Over American grilled lobster and quails Georges Sand, Bobby Bolsover’s grand notion for an advertisement, cropped up again. One may explain that it consisted in the suggestion that Mrs. Gudrun and party should electrify Paris, and subsequently London, by traveling per motor-airship from St. Cloud, rounding the Eiffel Tower in emulation of the immortal Santos, and returning to the Highfliers’ Club airship station at the Parc upon the conclusion of the feat. A friend of De Petoburgh’s, a distinguished member of the Highfliers’ Club, would undertake to lend the airship—a newly completed vessel, with basket accommodation for three.
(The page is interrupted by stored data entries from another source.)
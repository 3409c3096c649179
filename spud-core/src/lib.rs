//! Subsystem control layer for the sojourner-spud clawbot on no-std embedded platforms.
//!
//! For a host-side simulation, see the `spud-app/mock-brain` binary.
#![cfg_attr(not(test), no_std)]

extern crate alloc;

pub mod utils;
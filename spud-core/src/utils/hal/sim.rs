//! Simulated devices for host-side runs and tests.
//!
//! Each device is a cheap clonable handle over shared state, so a test can hand one clone to a
//! subsystem and inspect the other afterwards. Devices may share a [`Journal`] to record the
//! global order of commands and arrivals across motors.

use alloc::{collections::VecDeque, rc::Rc, vec::Vec};
use core::{
    cell::{Cell, RefCell},
    convert::Infallible,
};

use super::{Actuator, Direction, HeadingSensor, MotionStatus, RotationUnits, VelocityUnits};

/// Command last applied to a simulated actuator.
#[derive(Debug, Clone, Copy, PartialEq)]
pub enum ActuatorCommand {
    Voltage { direction: Direction, volts: f64 },
    Velocity { direction: Direction, velocity: f64, units: VelocityUnits },
    Position { degrees: f64 },
    Stop,
}

impl ActuatorCommand {
    /// True when the command produces no motor output.
    pub fn is_zero_output(&self) -> bool {
        match *self {
            ActuatorCommand::Stop => true,
            ActuatorCommand::Voltage { volts, .. } => volts == 0.0,
            ActuatorCommand::Velocity { velocity, .. } => velocity == 0.0,
            ActuatorCommand::Position { .. } => false,
        }
    }
}

#[derive(Debug, Clone, Copy, PartialEq)]
pub enum SimEvent {
    Command { device: &'static str, command: ActuatorCommand },
    Arrived { device: &'static str },
}

/// Shared, ordered record of events across simulated devices.
#[derive(Debug, Clone, Default)]
pub struct Journal(Rc<RefCell<Vec<SimEvent>>>);

impl Journal {
    pub fn new() -> Self {
        Self::default()
    }

    fn push(&self, event: SimEvent) {
        self.0.borrow_mut().push(event);
    }

    pub fn events(&self) -> Vec<SimEvent> {
        self.0.borrow().clone()
    }

    pub fn clear(&self) {
        self.0.borrow_mut().clear();
    }
}

/// How long a simulated position move takes, counted in status polls.
#[derive(Debug, Clone, Copy, PartialEq, Eq)]
pub enum Arrival {
    /// Report `InProgress` this many times, then arrive.
    AfterPolls(u32),
    /// Never arrive.
    Never,
}

#[derive(Debug)]
struct ActuatorState {
    position_deg: f64,
    direction: Direction,
    output: ActuatorCommand,
    target_deg: Option<f64>,
    arrival: Arrival,
    remaining_polls: u32,
    superseded: bool,
    history: Vec<ActuatorCommand>,
}

/// Simulated smart motor.
#[derive(Debug, Clone)]
pub struct SimActuator {
    name: &'static str,
    state: Rc<RefCell<ActuatorState>>,
    journal: Journal,
}

impl SimActuator {
    /// A motor at position zero that arrives on the first status poll.
    pub fn new(name: &'static str) -> Self {
        Self {
            name,
            state: Rc::new(RefCell::new(ActuatorState {
                position_deg: 0.0,
                direction: Direction::Forward,
                output: ActuatorCommand::Stop,
                target_deg: None,
                arrival: Arrival::AfterPolls(0),
                remaining_polls: 0,
                superseded: false,
                history: Vec::new(),
            })),
            journal: Journal::new(),
        }
    }

    /// Record commands and arrivals into a shared journal.
    pub fn with_journal(mut self, journal: Journal) -> Self {
        self.journal = journal;
        self
    }

    pub fn with_arrival(self, arrival: Arrival) -> Self {
        self.state.borrow_mut().arrival = arrival;
        self
    }

    pub fn name(&self) -> &'static str {
        self.name
    }

    pub fn set_arrival(&self, arrival: Arrival) {
        self.state.borrow_mut().arrival = arrival;
    }

    /// Teleport the shaft, e.g. to start a scenario mid-travel.
    pub fn set_position_degrees(&self, degrees: f64) {
        self.state.borrow_mut().position_deg = degrees;
    }

    pub fn set_direction(&self, direction: Direction) {
        self.state.borrow_mut().direction = direction;
    }

    pub fn position_degrees(&self) -> f64 {
        self.state.borrow().position_deg
    }

    pub fn output(&self) -> ActuatorCommand {
        self.state.borrow().output
    }

    pub fn target_degrees(&self) -> Option<f64> {
        self.state.borrow().target_deg
    }

    /// Every command applied since construction, oldest first.
    pub fn history(&self) -> Vec<ActuatorCommand> {
        self.state.borrow().history.clone()
    }

    pub fn journal(&self) -> &Journal {
        &self.journal
    }

    fn apply(&self, command: ActuatorCommand) {
        let mut state = self.state.borrow_mut();
        match command {
            ActuatorCommand::Position { degrees } => {
                if let Some(direction) = Direction::of(degrees - state.position_deg) {
                    state.direction = direction;
                }
                let arrival = state.arrival;
                state.target_deg = Some(degrees);
                state.remaining_polls = match arrival {
                    Arrival::AfterPolls(n) => n,
                    Arrival::Never => 0,
                };
                state.superseded = false;
            }
            ActuatorCommand::Voltage { direction, .. }
            | ActuatorCommand::Velocity { direction, .. } => {
                if state.target_deg.take().is_some() {
                    state.superseded = true;
                }
                state.direction = direction;
            }
            ActuatorCommand::Stop => {
                if state.target_deg.take().is_some() {
                    state.superseded = true;
                }
            }
        }
        state.output = command;
        state.history.push(command);
        drop(state);

        self.journal.push(SimEvent::Command {
            device: self.name,
            command,
        });
    }
}

impl Actuator for SimActuator {
    type Error = Infallible;

    fn spin_voltage(&mut self, direction: Direction, volts: f64) -> Result<(), Self::Error> {
        self.apply(ActuatorCommand::Voltage { direction, volts });
        Ok(())
    }

    fn spin_velocity(
        &mut self,
        direction: Direction,
        velocity: f64,
        units: VelocityUnits,
    ) -> Result<(), Self::Error> {
        self.apply(ActuatorCommand::Velocity {
            direction,
            velocity,
            units,
        });
        Ok(())
    }

    fn spin_to_position(&mut self, position: f64, units: RotationUnits) -> Result<(), Self::Error> {
        self.apply(ActuatorCommand::Position {
            degrees: units.to_degrees(position),
        });
        Ok(())
    }

    fn position(&mut self, units: RotationUnits) -> Result<f64, Self::Error> {
        Ok(units.from_degrees(self.state.borrow().position_deg))
    }

    fn direction(&mut self) -> Result<Direction, Self::Error> {
        Ok(self.state.borrow().direction)
    }

    fn motion_status(&mut self) -> Result<MotionStatus, Self::Error> {
        let mut state = self.state.borrow_mut();
        let Some(target) = state.target_deg else {
            let superseded = state.superseded;
            return Ok(if superseded {
                MotionStatus::Superseded
            } else {
                MotionStatus::Complete
            });
        };

        let arrival = state.arrival;
        let remaining = state.remaining_polls;
        match arrival {
            Arrival::Never => Ok(MotionStatus::InProgress),
            Arrival::AfterPolls(_) if remaining > 0 => {
                state.remaining_polls -= 1;
                Ok(MotionStatus::InProgress)
            }
            Arrival::AfterPolls(_) => {
                state.position_deg = target;
                state.target_deg = None;
                drop(state);
                self.journal.push(SimEvent::Arrived { device: self.name });
                Ok(MotionStatus::Complete)
            }
        }
    }

    fn stop(&mut self) -> Result<(), Self::Error> {
        self.apply(ActuatorCommand::Stop);
        Ok(())
    }
}

/// Simulated limit switch; pressed reads high.
#[derive(Debug, Clone, Default)]
pub struct SimSwitch(Rc<Cell<bool>>);

impl SimSwitch {
    pub fn new(pressed: bool) -> Self {
        Self(Rc::new(Cell::new(pressed)))
    }

    pub fn set_pressed(&self, pressed: bool) {
        self.0.set(pressed);
    }

    pub fn is_pressed(&self) -> bool {
        self.0.get()
    }
}

impl embedded_hal::digital::ErrorType for SimSwitch {
    type Error = Infallible;
}

impl embedded_hal::digital::InputPin for SimSwitch {
    fn is_high(&mut self) -> Result<bool, Self::Error> {
        Ok(self.0.get())
    }

    fn is_low(&mut self) -> Result<bool, Self::Error> {
        Ok(!self.0.get())
    }
}

#[derive(Debug)]
struct HeadingState {
    heading: f64,
    script: VecDeque<f64>,
    calibration_polls: u32,
    calibrating: bool,
}

/// Simulated inertial sensor.
///
/// Readings queued with [`SimHeading::queue_readings`] are returned one per `heading()` call;
/// once drained, the last reading repeats.
#[derive(Debug, Clone)]
pub struct SimHeading(Rc<RefCell<HeadingState>>);

impl SimHeading {
    pub fn new(heading: f64) -> Self {
        Self(Rc::new(RefCell::new(HeadingState {
            heading,
            script: VecDeque::new(),
            calibration_polls: 0,
            calibrating: false,
        })))
    }

    /// Number of `is_calibrating()` polls that report `true` after calibration starts.
    pub fn with_calibration_polls(self, polls: u32) -> Self {
        self.0.borrow_mut().calibration_polls = polls;
        self
    }

    pub fn set_heading(&self, heading: f64) {
        self.0.borrow_mut().heading = heading;
    }

    pub fn queue_readings<I: IntoIterator<Item = f64>>(&self, readings: I) {
        self.0.borrow_mut().script.extend(readings);
    }
}

impl HeadingSensor for SimHeading {
    type Error = Infallible;

    fn heading(&mut self) -> Result<f64, Self::Error> {
        let mut state = self.0.borrow_mut();
        if let Some(next) = state.script.pop_front() {
            state.heading = next;
        }
        Ok(state.heading)
    }

    fn start_calibration(&mut self) -> Result<(), Self::Error> {
        let mut state = self.0.borrow_mut();
        state.calibrating = true;
        state.heading = 0.0;
        Ok(())
    }

    fn is_calibrating(&mut self) -> Result<bool, Self::Error> {
        let mut state = self.0.borrow_mut();
        if state.calibrating && state.calibration_polls > 0 {
            state.calibration_polls -= 1;
            return Ok(true);
        }
        state.calibrating = false;
        Ok(false)
    }
}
This philanthropist did not propose to share the notoriety by joining the trip, and it was to be distinctly understood that De Petoburgh was to be responsible for any expenses involved.
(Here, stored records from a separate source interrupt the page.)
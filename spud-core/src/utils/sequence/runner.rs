//! Sequential execution of [`SystemCommand`]s against a [`Robot`].

use alloc::vec::Vec;
use core::fmt;

use embedded_hal::delay::DelayNs;

use super::{DriveCommand, ElevatorCommand, IntakeCommand, SystemCommand};
use crate::utils::{controllers::Robot, error::SequenceError, motion::Outcome};

/// What a single step of a routine ended with.
#[derive(Debug, Clone, Copy, PartialEq)]
pub struct StepReport {
    /// Same numbering as [`SequenceError::step`].
    pub step: usize,
    pub command: SystemCommand,
    pub outcome: Outcome,
}

/// Runs commands one after another; a blocking command finishes before the next starts.
///
/// Every command gets the next step number, whether it came through [`Sequencer::execute`] or
/// [`Sequencer::run`]. A fresh sequencer running one routine numbers steps by their index in it.
pub struct Sequencer<D> {
    delay: D,
    executed: usize,
}

impl<D: DelayNs> Sequencer<D> {
    pub fn new(delay: D) -> Self {
        Self { delay, executed: 0 }
    }

    /// Number of commands executed so far, failed ones included.
    pub fn executed(&self) -> usize {
        self.executed
    }

    /// Execute one command and return its outcome as-is.
    pub fn execute<E: fmt::Debug>(
        &mut self,
        robot: &mut Robot<'_, E>,
        command: &SystemCommand,
    ) -> Result<Outcome, SequenceError<E>> {
        self.step(robot, command).map(|(_, outcome)| outcome)
    }

    /// Run a routine to completion.
    ///
    /// Suppressed and superseded steps are logged and the routine carries on. A step that fails
    /// or times out stops every subsystem and aborts the routine.
    pub fn run<E: fmt::Debug>(
        &mut self,
        robot: &mut Robot<'_, E>,
        steps: &[SystemCommand],
    ) -> Result<Vec<StepReport>, SequenceError<E>> {
        let mut reports = Vec::with_capacity(steps.len());

        for command in steps {
            let (step, outcome) = match self.step(robot, command) {
                Ok(done) => done,
                Err(err) => {
                    tracing::error!(step = err.step(), "step failed, stopping all subsystems");
                    robot.stop_all();
                    return Err(err);
                }
            };

            match outcome {
                Outcome::TimedOut => {
                    tracing::error!(step, "step timed out, stopping all subsystems");
                    robot.stop_all();
                    return Err(SequenceError::MotionTimeout { step });
                }
                Outcome::SuppressedAtBound(_)
                | Outcome::StoppedAtBound(_)
                | Outcome::Superseded => {
                    tracing::warn!(step, ?outcome, "step did not complete, continuing");
                }
                Outcome::Dispatched | Outcome::Arrived => {}
            }
            reports.push(StepReport {
                step,
                command: *command,
                outcome,
            });
        }
        Ok(reports)
    }

    /// Number the command, then dispatch it.
    fn step<E: fmt::Debug>(
        &mut self,
        robot: &mut Robot<'_, E>,
        command: &SystemCommand,
    ) -> Result<(usize, Outcome), SequenceError<E>> {
        let step = self.executed;
        self.executed += 1;
        tracing::info!(step, ?command, "running step");

        match self.dispatch(robot, command) {
            Ok(outcome) => Ok((step, outcome)),
            Err(source) => {
                tracing::error!(step, ?source, "step failed");
                Err(SequenceError::Subsystem { step, source })
            }
        }
    }

    fn dispatch<E: fmt::Debug>(
        &mut self,
        robot: &mut Robot<'_, E>,
        command: &SystemCommand,
    ) -> Result<Outcome, E> {
        match *command {
            SystemCommand::D(cmd) => match cmd {
                DriveCommand::Arcade { linear, rotate } => {
                    robot.drive.arcade_drive(linear, rotate)?;
                    Ok(Outcome::Dispatched)
                }
                DriveCommand::Drive {
                    direction,
                    speed,
                    units,
                } => {
                    robot.drive.drive(direction, speed, units)?;
                    Ok(Outcome::Dispatched)
                }
                DriveCommand::DriveDistance {
                    direction,
                    distance,
                    units,
                    blocking,
                } => robot.drive.drive_distance(direction, distance, units, blocking),
                DriveCommand::TurnToAngle {
                    direction,
                    angle,
                    units,
                    blocking,
                } => robot.drive.turn_to_angle(direction, angle, units, blocking),
                DriveCommand::Stop => {
                    robot.drive.stop();
                    Ok(Outcome::Dispatched)
                }
            },
            SystemCommand::E(cmd) => match cmd {
                ElevatorCommand::SetPosition { mm, blocking } => {
                    robot.elevator.set_position_mm(mm, blocking)
                }
                ElevatorCommand::SetVoltage { direction, volts } => {
                    robot.elevator.set_voltage(direction, volts)
                }
                ElevatorCommand::SetPower { percent } => robot.elevator.set_power_percent(percent),
                ElevatorCommand::Stop => {
                    robot.elevator.stop();
                    Ok(Outcome::Dispatched)
                }
            },
            SystemCommand::I(cmd) => match cmd {
                IntakeCommand::SetPosition {
                    rotations,
                    blocking,
                } => robot.intake.set_position_rotations(rotations, blocking),
                IntakeCommand::SetVoltage { direction, volts } => {
                    robot.intake.set_voltage(direction, volts)?;
                    Ok(Outcome::Dispatched)
                }
                IntakeCommand::Stop => {
                    robot.intake.stop();
                    Ok(Outcome::Dispatched)
                }
            },
            SystemCommand::Wait { ms } => {
                self.delay.delay_ms(ms);
                Ok(Outcome::Arrived)
            }
            SystemCommand::StopAll => {
                robot.stop_all();
                Ok(Outcome::Dispatched)
            }
        }
    }
}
And Bobby Bolsover, brimming, as usual, with genuine British bravery and brandy-and-soda, was ready to assume command.

“You know the principle of a motor?” Bobby demanded, as the supper proceeded, and a collection of champagne corks, gradually amassed on the corner of the table, assumed proportions favorable to purposes of demonstration.

“Candelish knows the principle of a motor,” said De Petoburgh. “Never could learn myshelf. Too much borror!”

“One may say that there is gasoline in a receptacle,” began Teddy. “Air passing through becomes charged with gas, and comes out ready to explode. Then——”

“To explode,” agreed De Petoburgh; “absorutely correc’ dennifishion, by Ringo!”

“Don’t mind De Peto: he’s in for one of his old attacks,” said Mrs. Gudrun. “His legs have been all over the place since breakfast. Well?”

“You give a twirl to a crank,” said Bobby Bolsover.